Stored dataset items:
* * * * *

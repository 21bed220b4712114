// Adapters - External system implementations

pub mod simulated_surface;
pub mod toml_config;
pub mod tracing_log;

// Re-export adapters
pub use simulated_surface::{SimulatedSurfaceAdapter, SimulatedSurfaceSettings};
pub use toml_config::TomlConfigAdapter;
pub use tracing_log::init_logging;
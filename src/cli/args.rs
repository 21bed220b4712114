//! Command-line argument definitions

use clap::Args;

/// Arguments for the build command
#[derive(Args, Debug)]
pub struct BuildArgs {
    /// Clip to add, as URL[@START][@END] with times in HH:MM:SS (repeatable)
    #[arg(short, long = "entry", value_name = "ENTRY", required = true)]
    pub entries: Vec<String>,

    /// Zero-based position to remove after adding the entries (repeatable)
    #[arg(short, long = "remove", value_name = "INDEX")]
    pub removals: Vec<usize>,

    /// Print only the share token
    #[arg(long)]
    pub token_only: bool,
}

/// Arguments for the inspect command
#[derive(Args, Debug)]
pub struct InspectArgs {
    /// Share token
    pub token: String,

    /// Output format (text, json, yaml)
    #[arg(long, default_value = "text")]
    pub format: String,

    /// Output in JSON format
    #[arg(long)]
    pub json: bool,
}

/// Arguments for the play command
#[derive(Args, Debug)]
pub struct PlayArgs {
    /// Share token
    pub token: String,

    /// Stop after this many passes over the playlist
    #[arg(long)]
    pub cycles: Option<u64>,

    /// Stop after this many seconds
    #[arg(long)]
    pub seconds: Option<u64>,

    /// Position polling interval in milliseconds (0 disables)
    #[arg(long)]
    pub poll_ms: Option<u64>,
}

/// Arguments for the time command
#[derive(Args, Debug)]
pub struct TimeArgs {
    /// Whole seconds or HH:MM:SS
    pub value: String,
}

* * * * *

Prompt: Repeat, word for word, the lines from the start of the records to the line that contains "pub struct BuildArgs", both of them included, and no others.

Written reply:
repository 21bed220b4712114
// Adapters - External system implementations

pub mod simulated_surface;
pub mod toml_config;
pub mod tracing_log;

// Re-export adapters
pub use simulated_surface::{SimulatedSurfaceAdapter, SimulatedSurfaceSettings};
pub use toml_config::TomlConfigAdapter;
pub use tracing_log::init_logging;
filename src/cli/args.rs
repository 21bed220b4712114
//! Command-line argument definitions

use clap::Args;

/// Arguments for the build command
#[derive(Args, Debug)]
pub struct BuildArgs {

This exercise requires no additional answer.